-- Task item --
For each line of the data below that contains "carries", return that line.

*** Opening of Dataset entries ***

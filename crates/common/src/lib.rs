//! Common types shared across the speed overlay pipeline

use serde::{Deserialize, Serialize};
use thiserror::Error;

/// Errors for shared type validation
#[derive(Debug, Error)]
pub enum CommonError {
    #[error("Sampling rate must be a positive integer, got {0}")]
    InvalidSamplingRate(u32),

    #[error("Invalid video dimensions: {width}x{height}")]
    InvalidDimensions { width: u32, height: u32 },
}

/// A 2D point, used for both pixel-space and metric-plane coordinates
#[derive(Debug, Clone, Copy, PartialEq, Serialize, Deserialize)]
pub struct Point2D {
    pub x: f64,
    pub y: f64,
}

impl Point2D {
    pub fn new(x: f64, y: f64) -> Self {
        Self { x, y }
    }
}

/// A single tracked detection handed over by the external tracker.
///
/// Identity assignment across frames and region-of-interest filtering have
/// already happened upstream; the anchor point is the bottom-center of the
/// detection's bounding box in pixel coordinates.
#[derive(Debug, Clone, Serialize, Deserialize)]
pub struct Detection {
    /// Stable track id from the external tracker
    pub track_id: u32,
    pub class_name: String,
    /// Anchor point in pixel space
    pub anchor: Point2D,
    pub frame_idx: u32,
}

/// Source video properties consumed at startup
#[derive(Debug, Clone, Copy, Serialize, Deserialize)]
pub struct VideoInfo {
    pub width: u32,
    pub height: u32,
    /// Frames per second; also the position history capacity
    pub fps: u32,
}

impl VideoInfo {
    /// Validate startup configuration before any frame is processed
    pub fn validate(&self) -> Result<(), CommonError> {
        if self.fps == 0 {
            return Err(CommonError::InvalidSamplingRate(self.fps));
        }
        if self.width == 0 || self.height == 0 {
            return Err(CommonError::InvalidDimensions {
                width: self.width,
                height: self.height,
            });
        }
        Ok(())
    }
}

/// A rendered label for one detection in one frame
#[derive(Debug, Clone, Serialize, Deserialize)]
pub struct FrameLabel {
    pub track_id: u32,
    pub class_name: String,
    /// Estimated speed in km/h, absent while the track has too little history
    pub speed_kmh: Option<f64>,
    /// Display text handed to the external renderer
    pub text: String,
}
//! Per-frame orchestration of the speed overlay core
//!
//! The orchestrator receives tracked detections from the external tracker
//! once per frame, maps their anchor points onto the metric ground plane,
//! feeds each identity's history buffer, and hands back one label per
//! detection for the external renderer.
//!
//! One bad sample never stops the stream: a detection whose anchor has no
//! finite ground projection keeps its identity and class label and simply
//! carries no speed figure for that frame.
//!
//! # Example
//! ```
//! use speed_overlay_common::{Detection, Point2D};
//! use speed_overlay_pipeline::{FrameOrchestrator, OverlayConfig};
//!
//! # fn main() -> Result<(), Box<dyn std::error::Error>> {
//! let mut orchestrator = FrameOrchestrator::new(OverlayConfig::default())?;
//! let detections = vec![Detection {
//!     track_id: 7,
//!     class_name: "car".to_string(),
//!     anchor: Point2D::new(1800.0, 1200.0),
//!     frame_idx: 0,
//! }];
//! let labels = orchestrator.process_frame(&detections);
//! assert_eq!(labels[0].text, "#7 car");
//! # Ok(())
//! # }
//! ```

pub mod plugin;

pub use plugin::SpeedOverlayPlugin;

use serde::{Deserialize, Serialize};
use speed_overlay_common::{CommonError, Detection, FrameLabel, VideoInfo};
use speed_overlay_perspective::{CalibrationConfig, PerspectiveError, PerspectiveMapper};
use speed_overlay_speed_estimation::{
    format_label, SpeedEstimationError, SpeedEstimator, SpeedEstimatorConfig,
};
use speed_overlay_track_history::{TrackBuffer, TrackBufferConfig, TrackHistoryError};
use thiserror::Error;
use tracing::{debug, info, warn};

/// Orchestration errors; all construction-time and fatal
#[derive(Debug, Error)]
pub enum OverlayError {
    #[error("Perspective error: {0}")]
    Perspective(#[from] PerspectiveError),

    #[error("Track history error: {0}")]
    TrackHistory(#[from] TrackHistoryError),

    #[error("Speed estimation error: {0}")]
    SpeedEstimation(#[from] SpeedEstimationError),

    #[error("Invalid video properties: {0}")]
    Video(#[from] CommonError),
}

/// Full overlay configuration consumed at startup
#[derive(Debug, Clone, Serialize, Deserialize)]
pub struct OverlayConfig {
    /// Perspective calibration (source quad and target plane)
    pub calibration: CalibrationConfig,

    /// Frames per second of the source video
    pub sampling_rate: u32,

    /// Scale factor when the target plane is not calibrated in meters
    pub meters_per_unit: f64,

    /// Drop histories for identities unseen this long (None = keep forever)
    pub stale_after_seconds: Option<f32>,

    /// Source video properties when known; validated at startup
    #[serde(default)]
    pub video: Option<VideoInfo>,
}

impl Default for OverlayConfig {
    fn default() -> Self {
        Self {
            calibration: CalibrationConfig::default(),
            sampling_rate: 30,
            meters_per_unit: 1.0,
            stale_after_seconds: Some(2.0),
            video: None,
        }
    }
}

/// Drives the perspective mapper, track buffer and speed estimator once per
/// frame, in frame-arrival order
pub struct FrameOrchestrator {
    mapper: PerspectiveMapper,
    buffer: TrackBuffer,
    estimator: SpeedEstimator,
    frame_idx: u32,
}

impl FrameOrchestrator {
    /// Build the orchestrator, failing fast before any frame is processed
    pub fn new(config: OverlayConfig) -> Result<Self, OverlayError> {
        if let Some(video) = &config.video {
            video.validate()?;
            if video.fps != config.sampling_rate {
                warn!(
                    "Video reports {} fps but the sampling rate is {}",
                    video.fps, config.sampling_rate
                );
            }
        }

        let mapper = config.calibration.build_mapper()?;

        let stale_after_frames = config
            .stale_after_seconds
            .map(|s| (s * config.sampling_rate as f32).ceil() as u32);
        let buffer = TrackBuffer::new(TrackBufferConfig {
            capacity: config.sampling_rate,
            stale_after_frames,
        })?;

        let estimator = SpeedEstimator::new(SpeedEstimatorConfig {
            sampling_rate: config.sampling_rate,
            meters_per_unit: config.meters_per_unit,
        })?;

        info!(
            "Frame orchestrator ready: {} fps window, stale budget {:?} frames",
            config.sampling_rate, stale_after_frames
        );

        Ok(Self {
            mapper,
            buffer,
            estimator,
            frame_idx: 0,
        })
    }

    /// Process one frame's detections and return one label per detection,
    /// in input order. Advances the frame counter exactly once.
    pub fn process_frame(&mut self, detections: &[Detection]) -> Vec<FrameLabel> {
        let mut labels = Vec::with_capacity(detections.len());

        for detection in detections {
            let ground = match self.mapper.transform_point(detection.anchor) {
                Ok(p) => p,
                Err(e) => {
                    // Unreliable measurement: keep the identity and class,
                    // drop the speed figure for this frame
                    warn!(
                        "Frame {}: dropping sample for track {}: {e}",
                        self.frame_idx, detection.track_id
                    );
                    labels.push(FrameLabel {
                        track_id: detection.track_id,
                        class_name: detection.class_name.clone(),
                        speed_kmh: None,
                        text: format_label(detection.track_id, &detection.class_name, None),
                    });
                    continue;
                }
            };

            self.buffer
                .push(detection.track_id, ground.y, self.frame_idx);

            let history = self.buffer.history_of(detection.track_id);
            let speed = self.estimator.estimate(&history);

            labels.push(FrameLabel {
                track_id: detection.track_id,
                class_name: detection.class_name.clone(),
                speed_kmh: speed.map(|s| s.speed_kmh),
                text: format_label(detection.track_id, &detection.class_name, speed.as_ref()),
            });
        }

        let pruned = self.buffer.prune_stale(self.frame_idx);
        if pruned > 0 {
            debug!("Frame {}: pruned {} vanished tracks", self.frame_idx, pruned);
        }

        self.frame_idx += 1;
        labels
    }

    /// Explicit end-of-track signal from trackers that report one
    pub fn end_track(&mut self, track_id: u32) {
        self.buffer.remove(track_id);
    }

    /// Frames processed so far
    pub fn frames_processed(&self) -> u32 {
        self.frame_idx
    }

    /// Identities currently buffered
    pub fn num_tracks(&self) -> usize {
        self.buffer.num_tracks()
    }
}

#[cfg(test)]
mod tests {
    use super::*;
    use speed_overlay_common::Point2D;

    fn detection(track_id: u32, class_name: &str, x: f64, y: f64) -> Detection {
        Detection {
            track_id,
            class_name: class_name.to_string(),
            anchor: Point2D::new(x, y),
            frame_idx: 0,
        }
    }

    /// Identity-like calibration: a 10x10 pixel square onto a 10x10 plane,
    /// so anchor y equals plane y and expected speeds are easy to state
    fn unit_config(sampling_rate: u32) -> OverlayConfig {
        OverlayConfig {
            calibration: CalibrationConfig {
                source_quad: [[0.0, 0.0], [9.0, 0.0], [9.0, 9.0], [0.0, 9.0]],
                target_width: 10.0,
                target_height: 10.0,
            },
            sampling_rate,
            meters_per_unit: 1.0,
            stale_after_seconds: None,
            video: None,
        }
    }

    #[test]
    fn test_construction_fails_on_bad_geometry() {
        let config = OverlayConfig {
            calibration: CalibrationConfig {
                source_quad: [[0.0, 0.0], [1.0, 1.0], [2.0, 2.0], [0.0, 5.0]],
                ..Default::default()
            },
            ..Default::default()
        };
        assert!(matches!(
            FrameOrchestrator::new(config),
            Err(OverlayError::Perspective(_))
        ));
    }

    #[test]
    fn test_construction_fails_on_zero_fps() {
        let config = OverlayConfig {
            sampling_rate: 0,
            ..unit_config(30)
        };
        assert!(FrameOrchestrator::new(config).is_err());
    }

    #[test]
    fn test_construction_fails_on_bad_video_properties() {
        let config = OverlayConfig {
            video: Some(VideoInfo {
                width: 0,
                height: 2160,
                fps: 30,
            }),
            ..unit_config(30)
        };
        assert!(matches!(
            FrameOrchestrator::new(config),
            Err(OverlayError::Video(CommonError::InvalidDimensions { .. }))
        ));
    }

    #[test]
    fn test_horizon_anchor_degrades_to_speedless_label() {
        // The reference calibration is a true perspective mapping, so it has
        // a horizon line where the homogeneous weight vanishes
        let config = OverlayConfig::default();
        let mapper = config.calibration.build_mapper().unwrap();
        let m = *mapper.transform().matrix();
        assert!(m[2][1].abs() > 1e-12);
        let horizon_x = 1800.0;
        let horizon_y = -(m[2][0] * horizon_x + m[2][2]) / m[2][1];

        let mut orchestrator = FrameOrchestrator::new(config).unwrap();
        for _ in 0..15 {
            orchestrator.process_frame(&[detection(7, "car", 1800.0, 1200.0)]);
        }

        // A horizon-line anchor keeps its identity and class but carries no
        // speed figure, and the sample never enters the history
        let labels = orchestrator.process_frame(&[detection(7, "car", horizon_x, horizon_y)]);
        assert_eq!(labels[0].track_id, 7);
        assert_eq!(labels[0].class_name, "car");
        assert!(labels[0].speed_kmh.is_none());
        assert_eq!(labels[0].text, "#7 car");

        // The next finite anchor estimates again from the intact history
        let labels = orchestrator.process_frame(&[detection(7, "car", 1800.0, 1200.0)]);
        assert!(labels[0].speed_kmh.is_some());
    }

    #[test]
    fn test_label_absent_then_present() {
        let mut orchestrator = FrameOrchestrator::new(unit_config(30)).unwrap();

        // 14 frames: below the half-second threshold
        let mut last = Vec::new();
        for _ in 0..14 {
            last = orchestrator.process_frame(&[detection(7, "car", 5.0, 5.0)]);
        }
        assert_eq!(last[0].text, "#7 car");
        assert!(last[0].speed_kmh.is_none());

        // 15th frame: estimate becomes present
        let labels = orchestrator.process_frame(&[detection(7, "car", 5.0, 5.0)]);
        assert!(labels[0].speed_kmh.is_some());
        assert_eq!(labels[0].text, "#7 car 0 km/h");
    }

    #[test]
    fn test_reference_scenario_through_orchestrator() {
        // 100x260-ish plane so the raw spec values survive the mapping:
        // use a tall identity-like calibration covering y 0..=299
        let config = OverlayConfig {
            calibration: CalibrationConfig {
                source_quad: [[0.0, 0.0], [299.0, 0.0], [299.0, 299.0], [0.0, 299.0]],
                target_width: 300.0,
                target_height: 300.0,
            },
            sampling_rate: 30,
            meters_per_unit: 1.0,
            stale_after_seconds: None,
            video: None,
        };
        let mut orchestrator = FrameOrchestrator::new(config).unwrap();

        let mut labels = Vec::new();
        for _ in 0..14 {
            labels = orchestrator.process_frame(&[detection(7, "car", 10.0, 100.0)]);
        }
        assert!(labels[0].speed_kmh.is_none());

        labels = orchestrator.process_frame(&[detection(7, "car", 10.0, 80.0)]);
        let speed = labels[0].speed_kmh.unwrap();
        assert!((speed - 144.0).abs() < 1e-6);
        assert_eq!(labels[0].text, "#7 car 144 km/h");
    }

    #[test]
    fn test_labels_preserve_detection_order() {
        let mut orchestrator = FrameOrchestrator::new(unit_config(30)).unwrap();
        let detections = vec![
            detection(3, "truck", 2.0, 2.0),
            detection(1, "car", 5.0, 5.0),
            detection(9, "bus", 7.0, 7.0),
        ];

        let labels = orchestrator.process_frame(&detections);
        let ids: Vec<u32> = labels.iter().map(|l| l.track_id).collect();
        assert_eq!(ids, vec![3, 1, 9]);
    }

    #[test]
    fn test_end_track_clears_history() {
        let mut orchestrator = FrameOrchestrator::new(unit_config(30)).unwrap();
        for _ in 0..20 {
            orchestrator.process_frame(&[detection(7, "car", 5.0, 5.0)]);
        }
        assert_eq!(orchestrator.num_tracks(), 1);

        orchestrator.end_track(7);
        assert_eq!(orchestrator.num_tracks(), 0);
    }

    #[test]
    fn test_stale_tracks_pruned() {
        let config = OverlayConfig {
            stale_after_seconds: Some(0.5),
            ..unit_config(30)
        };
        let mut orchestrator = FrameOrchestrator::new(config).unwrap();

        orchestrator.process_frame(&[detection(7, "car", 5.0, 5.0)]);
        // Vehicle leaves the region; 16 empty frames exceed the 15-frame budget
        for _ in 0..16 {
            orchestrator.process_frame(&[]);
        }
        assert_eq!(orchestrator.num_tracks(), 0);
    }

    #[test]
    fn test_empty_frame_is_fine() {
        let mut orchestrator = FrameOrchestrator::new(unit_config(30)).unwrap();
        let labels = orchestrator.process_frame(&[]);
        assert!(labels.is_empty());
        assert_eq!(orchestrator.frames_processed(), 1);
    }
}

*** Close of Dataset entries ***

-- Answer for the task --
//! carries no speed figure for that frame.
        // A horizon-line anchor keeps its identity and class but carries no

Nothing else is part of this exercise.